Conservative Florida radio host, Marc Bernier, died recently. That’s how it should read, but the article declares from the get-go that Bernier, who was an anti-vaxxer, died of COVID.
Marc Bernier, a talk radio host in Daytona Beach for 30 years, died after a three-week battle with COVID-19, WNDB and Southern Stone Communications announced on Twitter Saturday night.
But how can the reader know that? I say prove it. Does the author of the piece, Mark Harper of the Daytona Beach News-Journal, post a copy of the death certificate? Was an autopsy done? The author doesn't say. So the piece is not an investigative piece, but instead a propaganda piece that you can find from two dozen or more other news outlets.
We learn that he was hospitalized because of COVID but you can’t presume that it was COVID that killed him. So instead of doing even the slightest dive on what killed him, Harper instead puts at the heart of the article Marc Bernier's political position on vaccines,
He also was an outspoken opponent of vaccinations.
Shamelessly, Harper is using Bernier's convictions about health to make him out to be a man who died because of some conspiracy theory that vaccines are dangerous. This is the politics driving the COVID narrative, and Mark Harper, and his editors, make sure that he does not meander too far off of the reservation.

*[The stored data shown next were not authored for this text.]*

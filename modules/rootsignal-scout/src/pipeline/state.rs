//! Pipeline state managed by the reducer.
//!
//! `PipelineState` is the mutable state for a scout run. State mutations
//! happen in the reducer (pure, synchronous), not scattered across handlers.

use std::collections::{HashMap, HashSet};
use std::sync::Arc;

use chrono::{DateTime, Utc};
use rootsignal_common::types::ActorContext;
use rootsignal_common::ScoutScope;
use serde::{Deserialize, Serialize};
use uuid::Uuid;

use rootsignal_common::types::SourceNode;
use rootsignal_common::Node;

use crate::enrichment::link_promoter::CollectedLink;
use crate::infra::embedder::TextEmbedder;
use crate::infra::util::sanitize_url;
use crate::pipeline::extractor::ResourceTag;
use crate::pipeline::scrape_phase::EmbeddingCache;
use crate::pipeline::stats::ScoutStats;
use crate::traits::SignalStore;

/// Mutable state for a scout run, updated by the reducer.
pub struct PipelineState {
    /// In-memory embedding cache for cross-batch dedup (layer 1 of 4).
    pub embed_cache: EmbeddingCache,

    /// URL → source canonical_key resolution map.
    pub url_to_canonical_key: HashMap<String, String>,

    /// Per-source signal counts (canonical_key → count).
    pub source_signal_counts: HashMap<String, u32>,

    /// Expansion queries extracted from signals.
    pub expansion_queries: Vec<String>,

    /// Social topics for discovery.
    pub social_expansion_topics: Vec<String>,

    /// Aggregated run metrics.
    pub stats: ScoutStats,

    /// Canonical keys where the query API errored.
    pub query_api_errors: HashSet<String>,

    /// Actor context keyed by source canonical_key.
    pub actor_contexts: HashMap<String, ActorContext>,

    /// RSS/Atom pub_date keyed by article URL, used as fallback published_at.
    pub url_to_pub_date: HashMap<String, DateTime<Utc>>,

    /// Links collected during scraping for promotion.
    pub collected_links: Vec<CollectedLink>,

    /// Extracted node batches awaiting dedup, keyed by source URL.
    /// Stashed before `SignalsExtracted` is dispatched, consumed by the dedup handler.
    pub extracted_batches: HashMap<String, ExtractedBatch>,

    /// Nodes awaiting creation (passed dedup as new).
    /// Stashed by the dedup handler, consumed by `handle_create`,
    /// which moves wiring data to `wiring_contexts`.
    pub pending_nodes: HashMap<Uuid, PendingNode>,

    /// Edge-wiring context stashed by `handle_create` for `handle_signal_stored`.
    /// Separate from `pending_nodes` so each handler has a clear lifecycle:
    /// dedup stashes → create consumes + stashes wiring → signal_stored consumes.
    pub wiring_contexts: HashMap<Uuid, WiringContext>,
}

/// A batch of extracted nodes for a single URL, awaiting dedup.
/// Stashed in state before `SignalsExtracted` is dispatched.
pub struct ExtractedBatch {
    pub content: String,
    pub nodes: Vec<Node>,
    pub resource_tags: HashMap<Uuid, Vec<ResourceTag>>,
    pub signal_tags: HashMap<Uuid, Vec<String>>,
    pub author_actors: HashMap<Uuid, String>,
    pub source_id: Option<Uuid>,
}

/// Node data stashed by the dedup handler for the creation handler to consume.
#[derive(Debug, Clone, Serialize, Deserialize)]
pub struct PendingNode {
    pub node: rootsignal_common::Node,
    #[serde(skip)]
    pub embedding: Vec<f32>,
    pub content_hash: String,
    pub resource_tags: Vec<ResourceTag>,
    pub signal_tags: Vec<String>,
    pub author_name: Option<String>,
    pub source_id: Option<Uuid>,
}

/// Edge-wiring data stashed by `handle_create` for `handle_signal_stored`.
/// Only the fields needed for wiring — the Node itself is already projected.
pub struct WiringContext {
    pub resource_tags: Vec<ResourceTag>,
    pub signal_tags: Vec<String>,
    pub author_name: Option<String>,
    pub source_id: Option<Uuid>,
}

// ---------------------------------------------------------------------------
// PipelineDeps — immutable dependencies for the router
// ---------------------------------------------------------------------------

/// Immutable dependencies passed to `Engine::dispatch()`.
///
/// Does NOT include the GraphProjector — that lives on the ScoutRouter,
/// since only the router (not individual handlers) needs to project
/// World/System events to Neo4j.
pub struct PipelineDeps {
    pub store: Arc<dyn SignalStore>,
    pub embedder: Arc<dyn TextEmbedder>,
    pub region: ScoutScope,
    pub run_id: String,
}

impl PipelineState {
    pub fn new(url_to_canonical_key: HashMap<String, String>) -> Self {
        Self {
            embed_cache: EmbeddingCache::new(),
            url_to_canonical_key,
            source_signal_counts: HashMap::new(),
            expansion_queries: Vec::new(),
            social_expansion_topics: Vec::new(),
            stats: ScoutStats::default(),
            query_api_errors: HashSet::new(),
            actor_contexts: HashMap::new(),
            url_to_pub_date: HashMap::new(),
            collected_links: Vec::new(),
            extracted_batches: HashMap::new(),
            pending_nodes: HashMap::new(),
            wiring_contexts: HashMap::new(),
        }
    }

    /// Build from source nodes — resolves URL → canonical_key mappings.
    pub fn from_sources(sources: &[SourceNode]) -> Self {
        let url_to_canonical_key = sources
            .iter()
            .filter_map(|s| {
                s.url
                    .as_ref()
                    .map(|u| (sanitize_url(u), s.canonical_key.clone()))
            })
            .collect();
        Self::new(url_to_canonical_key)
    }

    /// Rebuild known URLs from current URL map state.
    pub fn known_urls(&self) -> HashSet<String> {
        self.url_to_canonical_key.keys().cloned().collect()
    }
}
//! Discovery domain events: source discovery, link promotion, expansion queries.

use rootsignal_common::types::SourceNode;
use serde::{Deserialize, Serialize};

#[derive(Debug, Clone, Serialize, Deserialize)]
#[serde(tag = "type", rename_all = "snake_case")]
pub enum DiscoveryEvent {
    SourceDiscovered {
        source: SourceNode,
        discovered_by: String,
    },
    LinksPromoted {
        count: u32,
    },
    ExpansionQueryCollected {
        query: String,
        source_url: String,
    },
    SocialTopicCollected {
        topic: String,
    },
}

impl DiscoveryEvent {
    pub fn is_projectable(&self) -> bool {
        matches!(self, DiscoveryEvent::SourceDiscovered { .. })
    }

    pub fn event_type_str(&self) -> String {
        let variant = match self {
            Self::SourceDiscovered { .. } => "source_discovered",
            Self::LinksPromoted { .. } => "links_promoted",
            Self::ExpansionQueryCollected { .. } => "expansion_query_collected",
            Self::SocialTopicCollected { .. } => "social_topic_collected",
        };
        format!("discovery:{variant}")
    }

    pub fn to_persist_payload(&self) -> serde_json::Value {
        serde_json::to_value(self).expect("DiscoveryEvent serialization should never fail")
    }
}
pub mod activities;
pub mod models;
pub mod restate;

pub use models::{Cluster, ClusterDetail, ClusterEntity, ClusterItem, ClusterSignal, MapCluster};
pub use restate::{ClusteringJob, ClusteringJobImpl};
//! Core traits for the event engine.

use anyhow::Result;
use async_trait::async_trait;
use rootsignal_events::StoredEvent;

/// Events carry a type string and know how to serialize for the event store.
pub trait EventLike: Clone + Send + Sync + 'static {
    /// The event type string stored in the `event_type` column.
    fn event_type_str(&self) -> String;

    /// Serialize this event to the JSON payload stored in the event store.
    ///
    /// ScoutEvent overrides this to serialize World/System variants in the
    /// projector-compatible format (just the inner event, not the tagged wrapper).
    fn to_persist_payload(&self) -> serde_json::Value;
}

/// Pure state updates. No I/O, no side effects.
///
/// Called for every event before routing. Use for counters, accumulators,
/// and other state that can be derived from the event stream.
pub trait Reducer<E: EventLike, S: Send>: Send + Sync {
    fn reduce(&self, state: &mut S, event: &E);
}

/// Routes events to handlers. May perform I/O, emit new events.
///
/// Receives the persisted `StoredEvent` (for projection or other uses).
/// Returns zero or more child events that re-enter the dispatch loop.
#[async_trait]
pub trait Router<E: EventLike, S: Send, D: Send + Sync>: Send + Sync {
    async fn route(
        &self,
        event: &E,
        stored: &StoredEvent,
        state: &mut S,
        deps: &D,
    ) -> Result<Vec<E>>;
}

/// Persists events and returns a StoredEvent with sequence numbers.
///
/// Implemented by EventStore (postgres) and MemoryEventSink (tests).
/// Also implemented for `Arc<P>` so the sink can be shared for assertions.
#[async_trait]
pub trait EventPersister: Send + Sync {
    /// Persist a root event (no parent).
    async fn persist(
        &self,
        event_type: String,
        payload: serde_json::Value,
        run_id: &str,
    ) -> Result<StoredEvent>;

    /// Persist a child event (causal chain from parent_seq).
    async fn persist_child(
        &self,
        parent_seq: i64,
        event_type: String,
        payload: serde_json::Value,
        run_id: &str,
    ) -> Result<StoredEvent>;
}
use async_graphql::{Context, ErrorExtensions, Guard, Result};

use crate::jwt::Claims;

/// Optional auth claims attached to the GraphQL context on each request.
/// None if no valid JWT cookie was present.
pub struct AuthContext(pub Option<Claims>);

/// Guard that requires a valid admin JWT.
/// Use with `#[graphql(guard = "AdminGuard")]` on admin queries/mutations.
pub struct AdminGuard;

impl Guard for AdminGuard {
    async fn check(&self, ctx: &Context<'_>) -> Result<()> {
        let auth = ctx.data_unchecked::<AuthContext>();
        match &auth.0 {
            Some(claims) if claims.is_admin => Ok(()),
            Some(_) => Err("Forbidden: admin access required".into()),
            None => Err(async_graphql::Error::new("Unauthenticated")
                .extend_with(|_, e| e.set("code", "UNAUTHENTICATED"))),
        }
    }
}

The message of the article is, "Isn't it a tragedy that he let his conspiratorial beliefs get in the way of life-saving vaccines?" It's also designed to suggest how naive conservatives are.

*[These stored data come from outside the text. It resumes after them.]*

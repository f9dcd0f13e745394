use std::sync::Arc;

use anyhow::Result;
use chrono::Utc;
use tracing::{info, warn};
use uuid::Uuid;

use rootsignal_common::{canonical_value, PinNode, ScoutScope, DiscoveryMethod, SourceNode, SourceRole};
use rootsignal_graph::GraphWriter;

use rootsignal_archive::Archive;


/// Handles cold-start bootstrapping for a brand-new region.
/// Generates seed search queries, performs a news sweep, and creates initial Source nodes.
pub struct Bootstrapper<'a> {
    writer: &'a GraphWriter,
    archive: Arc<Archive>,
    anthropic_api_key: String,
    region: ScoutScope,
}
// Bluesky service: posts and topic search via the AT Protocol public API.
// getAuthorFeed is public (no auth). searchPosts requires authentication.

use anyhow::{Context, Result};
use chrono::{DateTime, Utc};
use serde::Deserialize;
use tracing::info;
use uuid::Uuid;

use crate::store::InsertPost;
use crate::text_extract;

const PUBLIC_API: &str = "https://public.api.bsky.app";

/// Raw fetched post before persistence.
pub(crate) struct FetchedPost {
    pub post: InsertPost,
}

pub(crate) struct BlueskyService {
    client: reqwest::Client,
}

impl BlueskyService {
    pub(crate) fn new() -> Self {
        Self {
            client: reqwest::Client::new(),
        }
    }

    /// Fetch posts from a Bluesky profile. Uses the public API (no auth needed).
    pub(crate) async fn fetch_posts(
        &self,
        identifier: &str,
        source_id: Uuid,
        limit: u32,
    ) -> Result<Vec<FetchedPost>> {
        info!(identifier, limit, "bluesky: fetching posts");

        let resp = self
            .client
            .get(format!("{PUBLIC_API}/xrpc/app.bsky.feed.getAuthorFeed"))
            .query(&[
                ("actor", identifier),
                ("limit", &limit.min(100).to_string()),
            ])
            .timeout(std::time::Duration::from_secs(30))
            .send()
            .await
            .context("Bluesky getAuthorFeed request failed")?;

        if !resp.status().is_success() {
            let status = resp.status();
            let body = resp.text().await.unwrap_or_default();
            anyhow::bail!("Bluesky API error {status}: {body}");
        }

        let feed: AuthorFeedResponse = resp.json().await.context("Failed to parse Bluesky feed")?;

        let posts = feed
            .feed
            .into_iter()
            .filter_map(|item| convert_post(item.post, source_id))
            .collect();

        Ok(posts)
    }

    /// Search Bluesky posts by keywords.
    /// Requires the public API to support unauthenticated search.
    /// Falls back to error if search is not available.
    pub(crate) async fn search_topics(
        &self,
        topics: &[&str],
        source_id: Uuid,
        limit: u32,
    ) -> Result<Vec<FetchedPost>> {
        info!(?topics, limit, "bluesky: searching topics");

        let query = topics.join(" ");
        let resp = self
            .client
            .get(format!("{PUBLIC_API}/xrpc/app.bsky.feed.searchPosts"))
            .query(&[
                ("q", query.as_str()),
                ("limit", &limit.min(100).to_string()),
            ])
            .timeout(std::time::Duration::from_secs(30))
            .send()
            .await
            .context("Bluesky searchPosts request failed")?;

        if !resp.status().is_success() {
            let status = resp.status();
            let body = resp.text().await.unwrap_or_default();
            anyhow::bail!("Bluesky search API error {status}: {body}");
        }

        let search: SearchPostsResponse = resp
            .json()
            .await
            .context("Failed to parse Bluesky search")?;

        let posts = search
            .posts
            .into_iter()
            .filter_map(|post| convert_post(post, source_id))
            .collect();

        Ok(posts)
    }
}

fn convert_post(post: BskyPostView, source_id: Uuid) -> Option<FetchedPost> {
    let text = post.record.text.filter(|t| !t.is_empty())?;
    let content_hash = rootsignal_common::content_hash(&text).to_string();

    let engagement = serde_json::json!({
        "likes": post.like_count,
        "comments": post.reply_count,
        "shares": post.repost_count,
    });

    // Extract mentions from facets
    let mut mentions: Vec<String> = post
        .record
        .facets
        .unwrap_or_default()
        .into_iter()
        .flat_map(|f| f.features)
        .filter_map(|feat| {
            if feat.r#type == "app.bsky.richtext.facet#mention" {
                feat.did
            } else {
                None
            }
        })
        .collect();
    // Also pick up @mentions from text as fallback (facets use DIDs, text has handles)
    let text_mentions = text_extract::extract_mentions(&text);
    for m in text_mentions {
        if !mentions.contains(&m) {
            mentions.push(m);
        }
    }

    let hashtags = text_extract::extract_hashtags(&text);

    let published_at = post
        .record
        .created_at
        .and_then(|s| DateTime::parse_from_rfc3339(&s).ok())
        .map(|dt| dt.with_timezone(&Utc));

    // Build permalink from URI: at://did/app.bsky.feed.post/rkey → https://bsky.app/profile/handle/post/rkey
    let permalink = build_permalink(&post.uri, &post.author.handle);

    // Extract rkey from URI as platform_id
    let platform_id = post.uri.rsplit('/').next().map(|s| s.to_string());

    Some(FetchedPost {
        post: InsertPost {
            source_id,
            content_hash,
            text: Some(text),
            author: Some(post.author.handle),
            location: None,
            engagement: Some(engagement),
            published_at,
            permalink,
            mentions,
            hashtags,
            media_type: None,
            platform_id,
        },
    })
}

fn build_permalink(uri: &str, handle: &str) -> Option<String> {
    // URI format: at://did:plc:xxx/app.bsky.feed.post/rkey
    let rkey = uri.rsplit('/').next()?;
    Some(format!("https://bsky.app/profile/{handle}/post/{rkey}"))
}

// --- AT Protocol response types ---

#[derive(Deserialize)]
struct AuthorFeedResponse {
    feed: Vec<FeedItem>,
}

#[derive(Deserialize)]
struct FeedItem {
    post: BskyPostView,
}

#[derive(Deserialize)]
struct SearchPostsResponse {
    posts: Vec<BskyPostView>,
}

#[derive(Deserialize)]
struct BskyPostView {
    uri: String,
    author: BskyAuthor,
    record: BskyRecord,
    #[serde(rename = "likeCount")]
    like_count: Option<i64>,
    #[serde(rename = "replyCount")]
    reply_count: Option<i64>,
    #[serde(rename = "repostCount")]
    repost_count: Option<i64>,
}

#[derive(Deserialize)]
struct BskyAuthor {
    handle: String,
}

#[derive(Deserialize)]
struct BskyRecord {
    text: Option<String>,
    #[serde(rename = "createdAt")]
    created_at: Option<String>,
    facets: Option<Vec<BskyFacet>>,
}

#[derive(Deserialize)]
struct BskyFacet {
    features: Vec<BskyFacetFeature>,
}

#[derive(Deserialize)]
struct BskyFacetFeature {
    #[serde(rename = "$type")]
    r#type: String,
    /// DID for mention facets
    did: Option<String>,
}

The piece sticks to the narrative that it was COVID that killed Bernier. But did it? Harper writes,
Prior to the news that Bernier had succumbed to his illness, The News-Journal interviewed several other friends, colleagues, and listeners.
So this eulogy of sorts turns into a hit piece on Bernier. The fact that he's a talk radio host, the hit is against free speech. How dare he have convictions of health that challenge vaccines!
The piece attacks his politics: he's a conservative.
The piece attacks choice. Is it not okay to try some other treatment besides vaccines?
". . . succumbed to his illness"? Was it the illness or the treatment that killed him? The effects of his hospital treatment are nowhere near the margins of the article. In today’s politically charged pandemic where hospitals are incentivized to claim every death a COVID death, one ought to be a little curious if not suspicious of the causes of death coming out of hospitals. We're certainly made to feel sorry for hospitals and their staff due to being "overwhelmed." That, too, is a lie.
There is a misconception about how hospitals work. They are often near or at capacity, this is by design to maximize cost margins.
— Amy Bee the Phoenix (@AmyBeePhoenix) August 17, 2021
This does not mean they are overwhelmed. Surge capacity is built into their model. https://t.co/lO63DQemeY
What is important to know is that it is the CDC that dictates hospital protocol for treating COVID patients around the country. What this means is that patients will receive whatever treatment for COVID that the CDC dictates. No alternative remedies are allowed to be tried while a patient is hospitalized. So what are the COVID protocols for hospitalized patients? What medicines are approved? The FDA has approved
. . . the antiviral drug Veklury (remdesivir) for adults and certain pediatric patients with COVID-19 who are sick enough to need hospitalization. Veklury should only be administered in a hospital or in a health care setting capable of providing acute care comparable to inpatient hospital care.
There's just one problem with that, meaning Remdesivir: it doesn't work to prevent death. LiveScience explains that
The antiviral drug remdesivir does not reduce deaths among COVID-19 patients, as compared with standard care, according to the results of a large, international trial.
Clearly, the FDA is not a reliable source of information when it comes to treating your illness. And why would it be given the fact that the FDA receives upwards of 70% of its drug regulatory budget from the companies it is supposed to regulate? The FDA offers up other treatments, like monoclonal antibody treatments, equally ineffective, if for no other reason to highlight their default recommendations of vaccines,
This product [meaning monoclonal antibody treatment] is not a substitute for vaccination against COVID-19
. . . as though the vaccines are the premier option for you in your time of need. But you have more effective options. Intravenous vitamin C to start, but hospitals don't do that because the CDC does not approve vitamin C, or zinc or vitamin D, as a preventative of COVID. No. Only the FDA's approved list or their unapproved list, like their EUA drugs. Talk about your cartel.
The point is that when you read a headline or an article that states that the patient died of COVID, look a little closer.